In 1890 the founding headmaster of the school, Newton M. Anderson, established University School. The school's first building was erected on 10 acre at the corner of Hough Avenue and East 71st Street in Cleveland.

At the turn of the century, Headmaster George D. Pettee led the entire student body to the Pan-American Exposition in Buffalo, New York, in 1901. A few years later in 1908 Headmaster Harry S. Peters led University School during two World Wars, the Great Depression and, in 1926, to the 36 acre campus in Shaker Heights. He was the longest-tenured headmaster in University School history; he left the school in 1947. That same year Headmaster Harold L. Cruikshank oversaw the building of the Hanna Wing on the Shaker Campus and guided the school through the end of World War II to the beginning of the 1960s.

Under the leadership of Roland P. McKinley, the Upper School moved, in 1970, from Shaker Heights to nearly 200 acre of meadows and woodland in Hunting Valley.
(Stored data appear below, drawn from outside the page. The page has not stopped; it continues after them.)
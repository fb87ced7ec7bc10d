//! Velocity arbitration.
//!
//! [`VelocityArbiter`] owns the single authoritative velocity vector. Core
//! movement and auxiliary systems (slide, dive, grapple, knockback) never
//! write velocity directly; they go through the claim protocol here so that
//! exactly one writer is active per frame.
//!
//! Resolution order each frame:
//! 1. an unexpired external claim sets velocity (gravity added unless the
//!    claim overrides it);
//! 2. otherwise core movement commits its computed velocity;
//! 3. the ground-stick clamp runs last when grounded and unclaimed.
//!
//! After a wall jump a protection window shields the new velocity: claims
//! and impulses arriving inside it are blended or scaled instead of
//! replacing it outright.

use bevy::log::debug;
use bevy::prelude::*;

use crate::config::ArbiterConfig;

/// Identity of an auxiliary system holding a velocity claim.
#[derive(Debug, Clone, Copy, PartialEq, Eq, Hash, Reflect)]
pub struct OwnerId(pub u32);

impl OwnerId {
    pub const SLIDE: Self = Self(1);
    pub const DIVE: Self = Self(2);
    pub const GRAPPLE: Self = Self(3);
    pub const KNOCKBACK: Self = Self(4);
    pub const PLATFORM: Self = Self(5);
}

/// Which logical system currently writes velocity.
#[derive(Debug, Clone, Copy, PartialEq, Eq, Default, Reflect)]
pub enum VelocityOwner {
    /// Nobody (controller disabled or not yet simulated).
    #[default]
    None,
    /// Core movement (input, slope, jump, wall jump).
    Movement,
    /// An auxiliary system holding a timed claim.
    Auxiliary(OwnerId),
    /// A one-shot immediate write (knockback-class effects).
    External,
}

impl VelocityOwner {
    /// Whether this owner holds a claim rather than the movement default.
    pub fn is_claim(&self) -> bool {
        matches!(self, Self::Auxiliary(_) | Self::External)
    }
}

/// A timed replacement of velocity.
#[derive(Debug, Clone, Copy, PartialEq)]
pub struct ExternalForceClaim {
    pub vector: Vec3,
    pub expire_at: f32,
    pub overrides_gravity: bool,
    pub owner: VelocityOwner,
}

impl ExternalForceClaim {
    /// Claims apply up to and including `expire_at`.
    #[inline]
    pub fn is_active(&self, now: f32) -> bool {
        now <= self.expire_at
    }
}

/// Wall-jump protection window.
#[derive(Debug, Clone, Copy, PartialEq)]
pub struct ProtectionWindow {
    pub until: f32,
    pub priority: u8,
}

/// How a velocity request was honoured.
#[derive(Debug, Clone, Copy, PartialEq, Eq)]
pub enum ClaimOutcome {
    /// The requested vector replaced velocity.
    Applied,
    /// A protection window was active; the vector was blended in.
    Blended,
}

/// What the claim step of resolution did this frame.
#[derive(Debug, Clone, Copy, PartialEq, Eq)]
pub enum ClaimResolution {
    /// An active claim wrote velocity; core movement must not run.
    Claimed,
    /// The claim held by `owner` expired; movement owns velocity again.
    Expired(VelocityOwner),
    /// No claim; core movement owns velocity.
    Unclaimed,
}

/// Allowed vertical velocity range while grounded.
#[derive(Debug, Clone, Copy, PartialEq)]
pub struct VerticalBand {
    pub min: f32,
    pub max: f32,
}

impl VerticalBand {
    pub fn new(min: f32, max: f32) -> Self {
        Self {
            min: min.min(max),
            max: max.max(min),
        }
    }

    #[inline]
    pub fn contains(&self, value: f32) -> bool {
        value >= self.min && value <= self.max
    }
}

/// Sole owner and mutator of the authoritative velocity.
#[derive(Debug, Clone, Default)]
pub struct VelocityArbiter {
    velocity: Vec3,
    owner: VelocityOwner,
    claim: Option<ExternalForceClaim>,
    protection: Option<ProtectionWindow>,
    latched_air_momentum: Option<Vec3>,
}

impl VelocityArbiter {
    pub fn new() -> Self {
        Self {
            owner: VelocityOwner::Movement,
            ..default()
        }
    }

    /// Current authoritative velocity.
    #[inline]
    pub fn velocity(&self) -> Vec3 {
        self.velocity
    }

    /// Current velocity owner.
    #[inline]
    pub fn owner(&self) -> VelocityOwner {
        self.owner
    }

    /// The pending claim, if any (may be expired until the next resolution).
    pub fn claim(&self) -> Option<&ExternalForceClaim> {
        self.claim.as_ref()
    }

    /// Whether an unexpired claim exists at `now`.
    pub fn has_active_claim(&self, now: f32) -> bool {
        self.claim.is_some_and(|c| c.is_active(now))
    }

    /// Whether a wall-jump protection window is active at `now`.
    pub fn is_protected(&self, now: f32) -> bool {
        self.protection.is_some_and(|p| now < p.until)
    }

    /// The protection window, if one is active at `now`.
    pub fn protection(&self, now: f32) -> Option<ProtectionWindow> {
        self.protection.filter(|p| now < p.until)
    }

    /// Replace velocity with `vector` for `duration` seconds.
    ///
    /// Inside a protection window the vector is blended against the protected
    /// velocity instead of overwriting it.
    pub fn request_velocity(
        &mut self,
        owner: OwnerId,
        vector: Vec3,
        duration: f32,
        override_gravity: bool,
        now: f32,
        config: &ArbiterConfig,
    ) -> ClaimOutcome {
        let (vector, outcome) = if self.is_protected(now) {
            (
                self.velocity.lerp(vector, config.protection_blend),
                ClaimOutcome::Blended,
            )
        } else {
            (vector, ClaimOutcome::Applied)
        };

        let owner = VelocityOwner::Auxiliary(owner);
        self.claim = Some(ExternalForceClaim {
            vector,
            expire_at: now + duration.max(0.0),
            overrides_gravity: override_gravity,
            owner,
        });
        self.owner = owner;
        self.velocity = vector;
        debug!("velocity claim {owner:?} for {duration:.3}s ({outcome:?})");
        outcome
    }

    /// Add an impulse to velocity (and to the active claim, if any).
    ///
    /// Scaled down inside a protection window.
    pub fn add_velocity(&mut self, delta: Vec3, now: f32, config: &ArbiterConfig) {
        let delta = if self.is_protected(now) {
            delta * config.protected_add_scale
        } else {
            delta
        };
        self.velocity += delta;
        if let Some(claim) = self.claim.as_mut().filter(|c| c.is_active(now)) {
            claim.vector += delta;
        }
    }

    /// Cancel the active claim and hand velocity back to movement.
    ///
    /// Returns `false` if there was nothing to cancel.
    pub fn clear_external(&mut self) -> bool {
        match self.claim.take() {
            Some(claim) => {
                debug!("velocity claim {:?} cleared", claim.owner);
                self.owner = VelocityOwner::Movement;
                true
            }
            None => false,
        }
    }

    /// Write velocity immediately for one frame.
    ///
    /// Breaks through a protection window only if `priority` meets or exceeds
    /// its priority; otherwise the write is blended like a regular claim and
    /// `false` is returned.
    pub fn set_immediate(
        &mut self,
        vector: Vec3,
        priority: u8,
        now: f32,
        config: &ArbiterConfig,
    ) -> bool {
        let breaks_through = match self.protection(now) {
            Some(window) => priority >= window.priority,
            None => true,
        };

        let vector = if breaks_through {
            self.protection = None;
            vector
        } else {
            self.velocity.lerp(vector, config.protection_blend)
        };

        self.claim = Some(ExternalForceClaim {
            vector,
            expire_at: now,
            overrides_gravity: false,
            owner: VelocityOwner::External,
        });
        self.owner = VelocityOwner::External;
        self.velocity = vector;
        breaks_through
    }

    /// Store momentum from an auxiliary system to carry across a mode change.
    ///
    /// While latched, the horizontal part is authoritative for jumps.
    pub fn latch_air_momentum(&mut self, momentum: Vec3) {
        self.latched_air_momentum = Some(momentum);
    }

    /// Latched momentum, if any.
    pub fn latched_air_momentum(&self) -> Option<Vec3> {
        self.latched_air_momentum
    }

    /// Drop latched momentum (on landing).
    pub fn clear_latched_air_momentum(&mut self) {
        self.latched_air_momentum = None;
    }

    /// Hand off to airborne movement with `velocity`, releasing any claim.
    pub fn launch_air(&mut self, velocity: Vec3) {
        self.claim = None;
        self.owner = VelocityOwner::Movement;
        self.velocity = velocity;
        self.latched_air_momentum = Some(velocity);
    }

    /// Step 1 of resolution: apply or expire the claim.
    pub fn resolve_claim(&mut self, now: f32, dt: f32, gravity: Vec3) -> ClaimResolution {
        let Some(claim) = self.claim.as_mut() else {
            if self.owner.is_claim() {
                self.owner = VelocityOwner::Movement;
            }
            return ClaimResolution::Unclaimed;
        };

        if claim.is_active(now) {
            if !claim.overrides_gravity {
                claim.vector += gravity * dt;
            }
            self.velocity = claim.vector;
            self.owner = claim.owner;
            return ClaimResolution::Claimed;
        }

        let owner = claim.owner;
        self.claim = None;
        self.owner = VelocityOwner::Movement;
        debug!("velocity claim {owner:?} expired");
        ClaimResolution::Expired(owner)
    }

    /// Step 2 of resolution: core movement writes its velocity.
    pub(crate) fn commit_movement(&mut self, velocity: Vec3) {
        self.velocity = velocity;
        self.owner = VelocityOwner::Movement;
    }

    /// Step 3 of resolution: keep a grounded body glued to the surface.
    ///
    /// Only non-positive vertical velocity along `up` is clamped so jumps pass through.
    pub(crate) fn apply_ground_stick(&mut self, band: VerticalBand, up: Vec3) {
        let vertical = self.velocity.dot(up);
        if vertical <= 0.0 {
            let clamped = vertical.clamp(band.min, band.max);
            self.velocity += up * (clamped - vertical);
        }
    }

    /// Replace velocity with a wall-jump result and open a protection window.
    pub(crate) fn apply_protected(&mut self, velocity: Vec3, until: f32, priority: u8) {
        self.velocity = velocity;
        self.owner = VelocityOwner::Movement;
        self.protection = Some(ProtectionWindow { until, priority });
    }

    /// Blend a movement-computed velocity against the protected one.
    ///
    /// Outside a protection window `desired` is returned unchanged.
    pub(crate) fn blend_with_protection(&self, desired: Vec3, now: f32, weight: f32) -> Vec3 {
        if self.is_protected(now) {
            self.velocity.lerp(desired, weight)
        } else {
            desired
        }
    }

    /// Release everything: no claim, no protection, no owner.
    pub(crate) fn reset(&mut self) {
        self.claim = None;
        self.protection = None;
        self.latched_air_momentum = None;
        self.owner = VelocityOwner::None;
    }
}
In 1988, Richard A. Hawley, an author and educator, became the sixth headmaster of US. With the support of the US community, Conway Hall on the Shaker Campus and the William S. Kilroy '43 Field House in Hunting Valley were built during Hawley's tenure.

Stephen S. Murray became the seventh headmaster for University School in 2005 after Hawley's departure. Murray led the School in the fundraising and construction of a nearly $100 million, 52,000 square-foot academic wing, which features classrooms and interactive technology. Extensive renovation of the original classroom building has allowed for facilities for the visual and performing arts.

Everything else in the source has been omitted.